Canada

Reporters protest CanWest's editorial plan

CanWest's decision to insist its papers run head office editorials has sparked a newsroom protest in Montreal

Some reporters at the Montreal Gazette are so worried about an editorial policy from their new corporate head office that they're withdrawing their bylines in protest.

CanWest Global Communications Corp. has ordered all 17 papers in its Southam, Inc. stable including the Gazette to run one national editorial a week, written at Canwest's head office in Winnipeg. That number is scheduled to eventually increase to three per week.

According to the Montreal Newspaper Guild, that decision will seriously hamper the newspaper's freedom of speech, and limit the number of voices it can offer readers.

Last year, the Southam chain was bought from Conrad Black by the Asper family's CanWest Global. Its first national editorial last week called on Finance Minister Paul Martin to beef up tax breaks for private charities, without mentioning that the Aspers run a private charity.

Gazette reporter Alexander Norris, one of the reporters spearheading the protest, says the national editorial policy puts too much media power in too few hands.

"We want to draw Canadians' attention to the fact that a very powerful family that controls a big chunk of the news media is abusing its power," he said.

But Southam's editor-in-chief, Murdoch Davis, says critics are blowing the policy out of proportion. He says most newspapers carry three editorials a day, and surrendering one of those spots a week should not be a burden.

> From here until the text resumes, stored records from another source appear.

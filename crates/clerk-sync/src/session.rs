//! Per-visitor authentication state
//!
//! [`SessionStateMachine`] turns the browser's session signals into a
//! versioned [`AuthState`]:
//!
//! ```text
//!              token_presented                 verified
//!  SignedOut ─────────────────▶ Verifying ─────────────────▶ SignedIn
//!      ▲                            │                            │
//!      │        rejected            │                            │
//!      ├────────────────────────────┘                            │
//!      │                      token_withdrawn                    │
//!      └─────────────────────────────────────────────────────────┘
//! ```
//!
//! Every `token_presented` and `token_withdrawn` bumps `version`. Work that
//! completes later (a verification that had to load keys, a background user
//! fetch) is applied only if the version it started under is still current,
//! so a withdraw always wins over an older in-flight sign-in.

use clerk_sync_auth::{RemoteDirectory, TokenVerifier};
use clerk_sync_types::{AuthError, DirectoryError, SessionClaims, UserRecord, VerificationError};
use serde::{Deserialize, Serialize};
use std::sync::Arc;
use tokio::sync::watch;
use tokio::task::JoinHandle;
use tracing::{debug, info, warn};

/// Where a session is in its lifecycle
#[derive(Debug, Clone, Copy, Default, PartialEq, Eq, Serialize, Deserialize)]
#[serde(rename_all = "snake_case")]
pub enum SessionPhase {
    /// No verified token. `last_error` tells a rejected token apart from a
    /// plain sign-out.
    #[default]
    SignedOut,
    /// A presented token is being verified
    Verifying,
    /// The latest presented token verified
    SignedIn,
}

/// What `token_withdrawn` does with the identity fields
#[derive(Debug, Clone, Copy, Default, PartialEq, Eq, Serialize, Deserialize)]
#[serde(rename_all = "snake_case")]
pub enum WithdrawPolicy {
    /// Keep `user_id` and `user` after sign-out
    #[default]
    RetainIdentity,
    /// Clear `user_id` and `user` on sign-out
    ClearIdentity,
}

/// Behavior switches for a session
#[derive(Debug, Clone, Copy, PartialEq, Eq)]
pub struct SessionOptions {
    /// Fetch the user record in the background after each sign-in
    pub fetch_user_on_auth: bool,
    /// Identity handling on sign-out and on rejected tokens
    pub withdraw_policy: WithdrawPolicy,
}

impl Default for SessionOptions {
    fn default() -> Self {
        Self {
            fetch_user_on_auth: true,
            withdraw_policy: WithdrawPolicy::default(),
        }
    }
}

/// Authentication state of one visitor, as rendered by the UI
///
/// `signed_in` implies `claims` is set. `user`, when set, belongs to
/// `user_id`.
#[derive(Debug, Clone, Default, PartialEq, Serialize)]
pub struct AuthState {
    /// Lifecycle phase
    pub phase: SessionPhase,
    /// Bumped by every presented or withdrawn token
    pub version: u64,
    /// Whether the latest presented token verified
    pub signed_in: bool,
    /// Claims of the latest verified token
    pub claims: Option<SessionClaims>,
    /// Subject of the latest verified token
    pub user_id: Option<String>,
    /// Directory record for `user_id`, once fetched
    pub user: Option<UserRecord>,
    /// Why the latest presented token was rejected
    pub last_error: Option<AuthError>,
}

impl AuthState {
    /// Human-readable reason for the last rejection
    pub fn error_message(&self) -> Option<&'static str> {
        self.last_error.as_ref().map(AuthError::user_message)
    }

    fn forget_identity(&mut self) {
        self.user_id = None;
        self.user = None;
    }
}

/// Outcome of one session signal, returned to the signal's sender
#[derive(Debug, Clone, PartialEq, Serialize)]
pub struct Transition {
    /// State version after the signal
    pub version: u64,
    /// Phase after the signal
    pub phase: SessionPhase,
    /// Whether the session is signed in after the signal
    pub signed_in: bool,
    /// Rejection reason, if the signal left one
    pub error: Option<AuthError>,
}

impl Transition {
    fn of(state: &AuthState) -> Self {
        Self {
            version: state.version,
            phase: state.phase,
            signed_in: state.signed_in,
            error: state.last_error.clone(),
        }
    }
}

/// Drives one visitor's [`AuthState`] from session signals
///
/// Shares the verifier (and through it the key cache) and the directory with
/// every other session. State is published on a [`watch`] channel.
pub struct SessionStateMachine {
    verifier: Arc<TokenVerifier>,
    directory: Option<Arc<dyn RemoteDirectory>>,
    options: SessionOptions,
    state: Arc<watch::Sender<AuthState>>,
    enrichment: parking_lot::Mutex<Vec<JoinHandle<()>>>,
}

impl std::fmt::Debug for SessionStateMachine {
    fn fmt(&self, f: &mut std::fmt::Formatter<'_>) -> std::fmt::Result {
        let state = self.state.borrow();
        f.debug_struct("SessionStateMachine")
            .field("options", &self.options)
            .field("has_directory", &self.directory.is_some())
            .field("phase", &state.phase)
            .field("version", &state.version)
            .finish_non_exhaustive()
    }
}

impl SessionStateMachine {
    /// Create a signed-out session
    pub fn new(
        verifier: Arc<TokenVerifier>,
        directory: Option<Arc<dyn RemoteDirectory>>,
        options: SessionOptions,
    ) -> Self {
        if options.fetch_user_on_auth && directory.is_none() {
            warn!("fetch_user_on_auth is enabled but no directory is configured; users will not be fetched");
        }

        Self {
            verifier,
            directory,
            options,
            state: Arc::new(watch::Sender::new(AuthState::default())),
            enrichment: parking_lot::Mutex::new(Vec::new()),
        }
    }

    /// Session options
    pub fn options(&self) -> SessionOptions {
        self.options
    }

    /// Snapshot of the current state
    pub fn state(&self) -> AuthState {
        self.state.borrow().clone()
    }

    /// Current state version
    pub fn version(&self) -> u64 {
        self.state.borrow().version
    }

    /// Subscribe to state changes
    pub fn subscribe(&self) -> watch::Receiver<AuthState> {
        self.state.subscribe()
    }

    /// The current state summarized as a [`Transition`]
    pub fn transition(&self) -> Transition {
        Transition::of(&self.state.borrow())
    }

    /// The browser observed a session token
    ///
    /// Verifies the token and moves to `SignedIn` or back to `SignedOut`
    /// with `last_error` set. Verification failures are reported in the
    /// returned [`Transition`], not as an error. If another token is
    /// presented or withdrawn while this one verifies, this outcome is
    /// dropped.
    pub async fn token_presented(&self, token: &str) -> Transition {
        let mut version = 0;
        self.state.send_modify(|state| {
            state.version += 1;
            state.phase = SessionPhase::Verifying;
            version = state.version;
        });
        debug!(version, "Verifying presented session token");

        let result = self.verifier.verify(token).await;

        let mut transition = None;
        let mut enrich_user = None;
        self.state.send_if_modified(|state| {
            if state.version != version {
                debug!(
                    version,
                    current = state.version,
                    "Session changed during verification, dropping result"
                );
                transition = Some(Transition::of(state));
                return false;
            }

            match result {
                Ok(claims) => {
                    enrich_user = Some(claims.subject.clone());
                    self.apply_verified(state, claims);
                }
                Err(error) => self.apply_rejected(state, error),
            }
            transition = Some(Transition::of(state));
            true
        });

        if let Some(user_id) = enrich_user
            && self.options.fetch_user_on_auth
        {
            self.spawn_enrichment(version, user_id);
        }

        transition.unwrap_or_else(|| self.transition())
    }

    /// The browser observed that the session token is gone
    ///
    /// Always ends `SignedOut` with no claims and no error. Identity fields
    /// follow the [`WithdrawPolicy`]. Repeating the call changes nothing but
    /// the version.
    pub fn token_withdrawn(&self) -> Transition {
        let mut transition = None;
        self.state.send_modify(|state| {
            state.version += 1;
            state.phase = SessionPhase::SignedOut;
            state.signed_in = false;
            state.claims = None;
            state.last_error = None;
            if self.options.withdraw_policy == WithdrawPolicy::ClearIdentity {
                state.forget_identity();
            }
            transition = Some(Transition::of(state));
        });
        info!(version = self.version(), "Session token withdrawn");
        transition.unwrap_or_else(|| self.transition())
    }

    /// Dismiss the last rejection reason. Does not bump the version.
    pub fn clear_error(&self) -> Transition {
        self.state
            .send_if_modified(|state| state.last_error.take().is_some());
        self.transition()
    }

    /// Fetch the signed-in user's record now
    ///
    /// Returns `Ok(true)` if a fresh record was stored and `Ok(false)` when
    /// there was nothing to do (not signed in, no directory) or the session
    /// moved on while the request was in flight.
    ///
    /// # Errors
    ///
    /// Returns the [`DirectoryError`] from the fetch. The session state is
    /// not changed by a failed fetch.
    pub async fn refresh_user(&self) -> Result<bool, DirectoryError> {
        let (version, user_id) = {
            let state = self.state.borrow();
            match (&state.phase, &state.user_id) {
                (SessionPhase::SignedIn, Some(user_id)) => (state.version, user_id.clone()),
                _ => return Ok(false),
            }
        };

        let Some(directory) = &self.directory else {
            warn!("User refresh requested but no directory is configured");
            return Ok(false);
        };

        match directory.fetch_user(&user_id).await {
            Ok(user) => Ok(store_user(&self.state, version, &user_id, user)),
            Err(e) => {
                warn!(user_id = %user_id, error = %e, "User refresh failed");
                Err(e)
            }
        }
    }

    /// Wait for in-flight background user fetches to finish
    pub async fn settle(&self) {
        let handles = std::mem::take(&mut *self.enrichment.lock());
        for handle in handles {
            if let Err(e) = handle.await {
                warn!(error = %e, "User enrichment task failed");
            }
        }
    }

    fn apply_verified(&self, state: &mut AuthState, claims: SessionClaims) {
        info!(
            version = state.version,
            user_id = %claims.subject,
            "Session token verified"
        );

        if state.user.as_ref().is_some_and(|user| user.id != claims.subject) {
            state.user = None;
        }
        state.user_id = Some(claims.subject.clone());
        state.claims = Some(claims);
        state.signed_in = true;
        state.phase = SessionPhase::SignedIn;
        state.last_error = None;
    }

    fn apply_rejected(&self, state: &mut AuthState, error: VerificationError) {
        warn!(version = state.version, error = %error, "Session token rejected");

        state.phase = SessionPhase::SignedOut;
        state.signed_in = false;
        state.claims = None;
        state.last_error = Some(AuthError::from(error));
        if self.options.withdraw_policy == WithdrawPolicy::ClearIdentity {
            state.forget_identity();
        }
    }

    fn spawn_enrichment(&self, version: u64, user_id: String) {
        let Some(directory) = self.directory.clone() else {
            return;
        };
        let state = Arc::clone(&self.state);

        let handle = tokio::spawn(async move {
            debug!(version, user_id = %user_id, "Fetching user record");
            match directory.fetch_user(&user_id).await {
                Ok(user) => {
                    store_user(&state, version, &user_id, user);
                }
                Err(e) => warn!(user_id = %user_id, error = %e, "User fetch failed"),
            }
        });

        let mut tasks = self.enrichment.lock();
        tasks.retain(|task| !task.is_finished());
        tasks.push(handle);
    }
}

/// Store a fetched user if the session it was fetched for is still current
fn store_user(
    state: &watch::Sender<AuthState>,
    version: u64,
    user_id: &str,
    user: UserRecord,
) -> bool {
    if user.id != user_id {
        warn!(
            requested = %user_id,
            returned = %user.id,
            "Directory returned a different user, ignoring"
        );
        return false;
    }

    state.send_if_modified(|state| {
        let current = state.version == version
            && state.phase == SessionPhase::SignedIn
            && state.user_id.as_deref() == Some(user_id);
        if current {
            debug!(version, user_id = %user_id, "User record stored");
            state.user = Some(user);
        } else {
            debug!(
                version,
                current = state.version,
                "Session changed during user fetch, dropping record"
            );
        }
        current
    })
}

The Gazette's former publisher resigned over differences he had with CanWest executives, and the paper's editorial page editor asked to be re-assigned. He was. But editor-in-chief Peter Stockland says that move was planned long before the national editorial controversy.

Southam publishes newspapers in most of Canada's major cities, including Vancouver, Edmonton, Calgary and Ottawa as well as Montreal.